Ad Hoc counters Commerce's exhaustion argument by claiming the point raised by Ad Hoc is not new but instead "merely a greater explication of the same issue raised in Plaintiffs Administrative case brief below." Plaintiff Ad Hoc Shrimp Trade Action Committee's Reply Brief in Support of Rule 56.2 Motion for Judgment upon the Agency Record ("Ad Hoc's Reply") at 5. Ad Hoc says that it is not arguing about whether Commerce should take the profit information of Thai I-Mei's affiliated importer, Ocean Duke, into account when calculating Thai I-Mei's CEP profit amount; rather it claims it is "simply explaining that Commerce should not use Thai I-Mei's POR financial statements given that Thai I-Mei's relationship with Ocean Duke renders Thai I-Mei's financial statement incomplete." Id. at 5-6 n. 4.
The exhaustion doctrine requires "that no one is entitled to judicial relief for a supposed or threatened injury until the prescribed administrative remedy has been exhausted." Consol.

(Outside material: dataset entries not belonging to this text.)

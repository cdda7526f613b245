//! The aggregation engine: fan out contributor and PR fetches across every
//! team repository, fold the per-repository results through the merge
//! algebra, and join PR data with commit data into one record per user.

use chrono::{DateTime, Utc};
use futures::stream::{self, StreamExt, TryStreamExt};
use indexmap::{IndexMap, IndexSet};
use tracing::{info, instrument, warn};

use crate::config::MalformedPolicy;
use crate::github::{Backoff, GithubClient, GithubError, PrState, Repository};
use crate::stats::classify::classify_pull_requests;
use crate::stats::merge::{merge_contributor_stats, merge_pr_stats, week_totals};
use crate::stats::types::{
    ClosedPrSummary, CommitSummary, MergedUserSummary, OpenPrSummary, UserContributorStats,
    UserPrStats,
};

#[derive(Debug, Clone)]
pub struct SummaryOptions {
    pub per_page: u32,
    pub max_concurrency: usize,
    pub on_malformed: MalformedPolicy,
}

impl Default for SummaryOptions {
    fn default() -> Self {
        SummaryOptions {
            per_page: 100,
            max_concurrency: 8,
            on_malformed: MalformedPolicy::Skip,
        }
    }
}

/// Everything one repository contributes to the summary.
struct RepoActivity {
    contributors: Vec<UserContributorStats>,
    open: Vec<UserPrStats>,
    closed: Vec<UserPrStats>,
}

/// Build the cross-repository per-user summary.
///
/// Repositories are fetched concurrently, capped at `max_concurrency` in
/// flight; within one repository the contributor poll and the two PR fetches
/// run concurrently. The open-PR durations across the whole run are measured
/// against a single timestamp taken here, so one summary is internally
/// consistent no matter how long the fan-out takes.
#[instrument(skip_all)]
pub async fn build_summary(
    client: &GithubClient,
    backoff: &dyn Backoff,
    options: &SummaryOptions,
) -> Result<Vec<MergedUserSummary>, GithubError> {
    let repos = client.team_repositories().await?;
    info!(repos = repos.len(), "aggregating activity across team repositories");
    let now = Utc::now();

    let activities: Vec<RepoActivity> =
        stream::iter(repos.iter().map(|repo| repo_activity(client, backoff, options, repo, now)))
            .buffered(options.max_concurrency.max(1))
            .try_collect()
            .await?;

    let mut contributors = IndexMap::new();
    let mut open = IndexMap::new();
    let mut closed = IndexMap::new();
    for activity in activities {
        contributors = merge_contributor_stats(contributors, activity.contributors);
        open = merge_pr_stats(open, activity.open);
        closed = merge_pr_stats(closed, activity.closed);
    }

    let summary = join_user_records(contributors, open, closed);
    info!(users = summary.len(), "summary assembled");
    Ok(summary)
}

async fn repo_activity(
    client: &GithubClient,
    backoff: &dyn Backoff,
    options: &SummaryOptions,
    repo: &Repository,
    now: DateTime<Utc>,
) -> Result<RepoActivity, GithubError> {
    let (contributors, open, closed) = tokio::join!(
        client.contributor_stats(&repo.name, backoff),
        client.pull_requests(&repo.name, PrState::Open, options.per_page),
        client.pull_requests(&repo.name, PrState::Closed, options.per_page),
    );

    Ok(RepoActivity {
        contributors: apply_policy(contributors, options.on_malformed, &repo.name, "contributors")?,
        open: apply_policy(
            open.map(|prs| classify_pull_requests(&prs, now)),
            options.on_malformed,
            &repo.name,
            "open PRs",
        )?,
        closed: apply_policy(
            closed.map(|prs| classify_pull_requests(&prs, now)),
            options.on_malformed,
            &repo.name,
            "closed PRs",
        )?,
    })
}

/// Malformed bodies follow the configured policy; every other failure
/// (upstream status, transport, stats retry budget) always propagates.
fn apply_policy<T>(
    result: Result<Vec<T>, GithubError>,
    policy: MalformedPolicy,
    repo: &str,
    kind: &str,
) -> Result<Vec<T>, GithubError> {
    match result {
        Err(GithubError::MalformedResponse(detail)) if policy == MalformedPolicy::Skip => {
            warn!(repo, kind, %detail, "skipping malformed repository response");
            Ok(Vec::new())
        }
        other => other,
    }
}

/// Join merged contributor and PR maps into the final records. The user set
/// is the discovery-ordered union of all three maps; absent sections are
/// zero-filled, and commit totals are recomputed from the merged weeks so
/// `weeks` and `totals` can never disagree.
fn join_user_records(
    contributors: IndexMap<String, UserContributorStats>,
    open: IndexMap<String, UserPrStats>,
    closed: IndexMap<String, UserPrStats>,
) -> Vec<MergedUserSummary> {
    let mut users: IndexSet<&String> = IndexSet::new();
    users.extend(contributors.keys());
    users.extend(open.keys());
    users.extend(closed.keys());

    users
        .into_iter()
        .map(|user| {
            let closed_prs = closed
                .get(user)
                .map(|s| ClosedPrSummary {
                    total_merged_prs: s.total_merged_prs,
                    total_closed_not_merged_prs: s.total_closed_not_merged_prs,
                    average_time_to_merge: s.average_time_to_merge,
                    average_time_to_close_not_merged: s.average_time_to_close_not_merged,
                })
                .unwrap_or_default();
            let open_prs = open
                .get(user)
                .map(|s| OpenPrSummary {
                    total_open_prs: s.total_open_prs,
                    average_open_pr_duration: s.average_pr_open_duration,
                })
                .unwrap_or_default();
            let weeks = contributors
                .get(user)
                .map(|s| s.weeks.clone())
                .unwrap_or_default();
            let totals = week_totals(&weeks);
            MergedUserSummary {
                user: user.clone(),
                closed_prs,
                open_prs,
                commits: CommitSummary { weeks, totals },
            }
        })
        .collect()
}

Bearings Co. v. United States, 348 F.3d 997, 1003 (Fed.Cir. 2003) (quoting McKart v. United States, 395 U.S. 185, 193, 89 S.Ct. 1657, 23 L.Ed.2d 194 (1969)). If a party does not exhaust available administrative remedies, "judicial review of administrative action is inappropriate." Sharp Corp. v. United States, 837 F.2d 1058, 1062 (Fed.Cir.1988).
Both the Federal Circuit and this court have held that failure to raise a specific argument in a case brief, even if the general issue is addressed, constitutes a failure to exhaust administrative remedies. See e.g., Rhone Poulenc, Inc. v. United States, 899 F.2d 1185, 1191 (Fed.Cir.1990) (holding that plaintiff's failure to raise a particular argument before Commerce precluded judicial review even though plaintiff characterized that argument as "simply another angle to an issue" that it did raise in the administrative proceeding.) Failure to raise a specific argument in a case brief is a failure to exhaust administrative remedies with respect to that argument because it "deprives [Commerce] of an opportunity to consider the matter, make its ruling, and state the reasons for its action." Unemployment Comp. Comm'n. of Ala. v. Aragon, 329 U.S. 143, 155, 67 S.Ct. 245, 91 L.Ed. 136 (1946); Paul Muller Industrie GmbH & Co. v. United States, 502 F.Supp.2d 1271, 1274-75 (CIT 2007) aff'd, (Fed.Cir.2008) (noting that "rais[ing] general issues regarding inventory carrying costs is not adequate to apprise Commerce of what it would need to specifically respond to regarding [the inclusion of freight, duty, and brokerage fees in the calculation])."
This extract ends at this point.